Julie is a friend who has a passion for “bringing people to Jesus.” Her passion comes from a sincere conviction that God is calling her to this task. Her energy and dedication also come from a heart-felt concern for anyone she knows who does not also know Jesus. Her motivation is honest and completely centered on the well-being of the other person. There is no selfishness or condemnation in any of Julie’s efforts to introduce someone to the love of Jesus. She lives in near-poverty just so she can be close to the people she feels called to save.
Many people believe that we Christians are responsible for “bringing people to Jesus.” After all, Jesus Himself told us to: “Therefore go and make disciples of all nations,” (Matthew 28:19)
By her desire to bring people to Jesus and the salvation He offers, my friend Julie does tend to take her calling to extremes however. Packed with emotion, concern, zeal and a real sense of urgency, she tends to push pretty hard on her prospective converts. And many times I fear she pushes them right out the door.
Do you wonder; is Julie an example of what Jesus really meant when He instructed us to make disciples of everyone? Or is the truth somewhere else? I believe that it’s not my job to “bring people to Jesus;” I believe its Gods intention to do the hard work of actually bringing someone to His Son. As Jesus said…
“All that the Father gives me will come to me, and whoever comes to me I will never drive away.” (John 6:37)
“No one can come to me unless the Father who sent me draws him, and I will raise him up at the last day. It is written in the Prophets: ‘They will all be taught by God.’ Everyone who listens to the Father and learns from him comes to me.” (John 6:44-45)
He went on to say, “This is why I told you that no one can come to me unless the Father has enabled him.” (John 6:65)
I believe the truth is that we are just to be a witness, to testify to what we know:
“And you also must testify, for you have been with me from the beginning.” (John 15:27)
“And this gospel of the kingdom will be preached in the whole world as a testimony to all nations,” (Matthew 24:14)
In a complex court trial, it’s rarely the testimony of just one witness that sways the jury; it’s the testimony of all the witnesses, who were paraded past the jury by a skilled attorney. In our efforts to evangelize and help “bring someone to Jesus,” we need to realize that we are just one in a potentially long line of witnesses. And God is the skilled attorney, bringing forward the right witness at just the right time. It’s God who does the hard work of bringing the “jury” to the desired conclusion.
If our efforts to help bring people to God end up pushing them away, we need to look at our motivation and methods. Compared to my friend Julie, my methods are very passive. Outside of this blog site, I’m not very outspoken when it comes to talking about the salvation of others. I never hesitate to divulge my true faith, but I try not to push my faith upon others. I like to subscribe to the advice of St. Francis of Assisi: “Preach the Gospel at all times and when necessary use words.” Though I like to change it a bit to, “Preach the Gospel at all times, using words only when absolutely necessary.”
I wonder if it was that kind of wordless evangelism that Jesus had in mind when He said: “A new command I give you: Love one another.

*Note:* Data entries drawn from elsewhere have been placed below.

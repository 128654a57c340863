//! HTTP-facing error type.
//!
//! Every handler returns `Result<_, AppError>`. The error renders as
//! `{"code": "...", "message": "..."}` with a matching status code; internal
//! failures are logged here and never expose their cause to the client.

use axum::{
    Json,
    http::StatusCode,
    response::{IntoResponse, Response},
};
use serde::Serialize;
use serde_json::Value;
use validator::{ValidationErrors, ValidationErrorsKind};

use crate::domain::storage::StorageError;

#[derive(Debug, Serialize)]
struct ErrorBody {
    code: &'static str,
    message: String,
    #[serde(skip_serializing_if = "Value::is_null")]
    details: Value,
}

#[derive(Debug)]
pub enum AppError {
    Validation { message: String, details: Value },
    NotFound { message: String },
    Internal { message: String },
}

impl AppError {
    pub fn bad_request(message: impl Into<String>) -> Self {
        Self::Validation {
            message: message.into(),
            details: Value::Null,
        }
    }

    pub fn not_found(message: impl Into<String>) -> Self {
        Self::NotFound {
            message: message.into(),
        }
    }

    pub fn internal(message: impl Into<String>) -> Self {
        Self::Internal {
            message: message.into(),
        }
    }

    /// Builds a mapper that logs a storage failure and replaces it with a
    /// generic 500 carrying `message`.
    ///
    /// ```rust,ignore
    /// let cards = state.storage.get_all_gift_cards().await
    ///     .map_err(AppError::storage("Failed to fetch gift cards"))?;
    /// ```
    pub fn storage(message: &'static str) -> impl FnOnce(StorageError) -> AppError {
        move |e| {
            tracing::error!(error = %e, "{}", message);
            AppError::internal(message)
        }
    }

    pub fn status(&self) -> StatusCode {
        match self {
            AppError::Validation { .. } => StatusCode::BAD_REQUEST,
            AppError::NotFound { .. } => StatusCode::NOT_FOUND,
            AppError::Internal { .. } => StatusCode::INTERNAL_SERVER_ERROR,
        }
    }

    pub fn message(&self) -> &str {
        match self {
            AppError::Validation { message, .. }
            | AppError::NotFound { message }
            | AppError::Internal { message } => message,
        }
    }
}

impl std::fmt::Display for AppError {
    fn fmt(&self, f: &mut std::fmt::Formatter<'_>) -> std::fmt::Result {
        f.write_str(self.message())
    }
}

impl IntoResponse for AppError {
    fn into_response(self) -> Response {
        let status = self.status();
        let body = match self {
            AppError::Validation { message, details } => ErrorBody {
                code: "validation_error",
                message,
                details,
            },
            AppError::NotFound { message } => ErrorBody {
                code: "not_found",
                message,
                details: Value::Null,
            },
            AppError::Internal { message } => ErrorBody {
                code: "internal_error",
                message,
                details: Value::Null,
            },
        };

        (status, Json(body)).into_response()
    }
}

impl From<ValidationErrors> for AppError {
    fn from(errors: ValidationErrors) -> Self {
        let details = serde_json::to_value(&errors).unwrap_or(Value::Null);
        AppError::Validation {
            message: format!("Validation error: {}", describe_validation(&errors)),
            details,
        }
    }
}

/// Flattens validator output into `field: message` pairs joined by `"; "`.
///
/// Nested structs are reported with dotted paths (`urls.email`).
pub fn describe_validation(errors: &ValidationErrors) -> String {
    let mut parts = Vec::new();
    collect_validation(errors, "", &mut parts);
    parts.sort();
    parts.join("; ")
}

fn collect_validation(errors: &ValidationErrors, prefix: &str, parts: &mut Vec<String>) {
    for (field, kind) in errors.errors() {
        let path = if prefix.is_empty() {
            field.to_string()
        } else {
            format!("{prefix}.{field}")
        };

        match kind {
            ValidationErrorsKind::Field(field_errors) => {
                for error in field_errors {
                    let text = error
                        .message
                        .as_ref()
                        .map(|m| m.to_string())
                        .unwrap_or_else(|| format!("failed '{}' check", error.code));
                    parts.push(format!("{path}: {text}"));
                }
            }
            ValidationErrorsKind::Struct(nested) => collect_validation(nested, &path, parts),
            ValidationErrorsKind::List(items) => {
                for (index, nested) in items {
                    collect_validation(nested, &format!("{path}[{index}]"), parts);
                }
            }
        }
    }
}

As I have loved you, so you must love one another. By this everyone will know that you are my disciples, if you love one another.” (John 13:34-35)

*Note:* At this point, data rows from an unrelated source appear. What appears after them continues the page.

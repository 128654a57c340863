use anyhow::Result;
use giftbit_storefront::config::{self, Config};
use giftbit_storefront::server;
use tracing_subscriber::EnvFilter;

#[tokio::main]
async fn main() -> Result<()> {
    dotenvy::dotenv().ok();

    let config = config::load_from_env()?;
    init_tracing(&config);
    config.print_summary();

    server::run(config).await
}

fn init_tracing(config: &Config) {
    let filter =
        EnvFilter::try_new(&config.log_level).unwrap_or_else(|_| EnvFilter::new("info"));

    let subscriber = tracing_subscriber::fmt().with_env_filter(filter);
    if config.log_format == "json" {
        subscriber.json().init();
    } else {
        subscriber.init();
    }
}
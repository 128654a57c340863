//! Handler for FAQ listing.

use axum::{Json, extract::State};

use crate::domain::entities::FaqItem;
use crate::error::AppError;
use crate::state::AppState;

/// Lists FAQ entries in display order.
///
/// # Endpoint
///
/// `GET /api/faq`
pub async fn faq_list_handler(
    State(state): State<AppState>,
) -> Result<Json<Vec<FaqItem>>, AppError> {
    let items = state
        .storage
        .get_all_faq_items()
        .await
        .map_err(AppError::storage("Failed to fetch FAQ items"))?;

    Ok(Json(items))
}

While Julie’s motivation is based on humility and a sincere concern for others, I’ve seen other evangelists whose motivation appears to come from a different source. I’ve met many who sincerely believe they are fully qualified to be both witness and attorney; to take someone and lead them all the way from their old life, to a new life with Jesus. They believe they have the wisdom, knowledge, power and perseverance to do the whole job. Where does this belief come from?
As is the root cause of most of our problems, here again is the ego. It’s our ego and hunger for pride that draws us to the belief that we are qualified to do the hard work. After all, if all we do is the easy work, the work of just telling the truth, and letting God do the hard work of bringing others to salvation; then where is the credit for us? As a witness we get no credit, since all the credit goes to God, the attorney.
But that’s just it! Credit is not what it’s all about. A sense of accomplishment is not what we should be after. We shouldn’t witness for Jesus out of a desire for a pat on the back. We should witness out of our love for Him. All the credit for anything good that happens in our lives should go to God.
So as I’ve said before, humility is the secret. If you really want to be a servant for God, helping bring others to Jesus, then cultivate your humility first. And leave all the hard work for God. As D.L. Moody once said, “There is no better evangelist in the world than the Holy Spirit.”